My adventure only began to feel real when I met my family, the Seitz’s, over Zoom just a few weeks before boarding a plane to Atlanta. I learned very quickly that they were the epitome of the “All American Atlanta Family” with their photo of the Braves in the background. I spent 30 minutes on the phone with my host sister Barri, who showed me her bedroom as we began getting to know one another.
Spending Yom Kippur and Sukkot in quarantine was the beginning of a new chapter in my adventure. Being quarantined with my Shinshinim cohort I learned quickly how to lean on and trust my new friends and colleagues. We cooked, cleaned, did laundry, and bonded over the two weeks in a beautiful Airbnb in a Roswell neighborhood. (I recommend the quarantine experience for future Shinshinim, not for Covid-19 but for bonding purposes.)
Many different supervisors, rabbis, Israeli community members, as well as current and past host families came to visit us and shared their experiences with our new group. It was overwhelming but I took it all in and learned a lot about the Atlanta Jewish Community.
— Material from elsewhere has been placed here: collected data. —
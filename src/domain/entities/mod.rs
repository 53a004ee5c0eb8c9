//! Core domain entities.
//!
//! Entities are plain data structures; the wire format lives in
//! [`crate::infrastructure::http::dto`] and is converted at the boundary.
//!
//! - [`Artwork`] - A catalogue record
//! - [`Page`] - One fetched page plus the server-reported total
//! - [`Selection`] - Ordered records picked by the user

pub mod artwork;
pub mod page;
pub mod selection;

pub use artwork::Artwork;
pub use page::Page;
pub use selection::Selection;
I was nervous as I entered my new host home for the first time but quickly felt at ease. Though I expected it to feel awkward, it felt both natural and overwhelming — in the best way possible. Of course, the Braves were on TV, the energy was high, and my first American Shabbat dinner of hamburgers was delicious. Our family hike was the topping on the cake!
I’m very excited to see all of Atlanta and am looking forward to making an impact and seeing the changes that will happen in the year to come.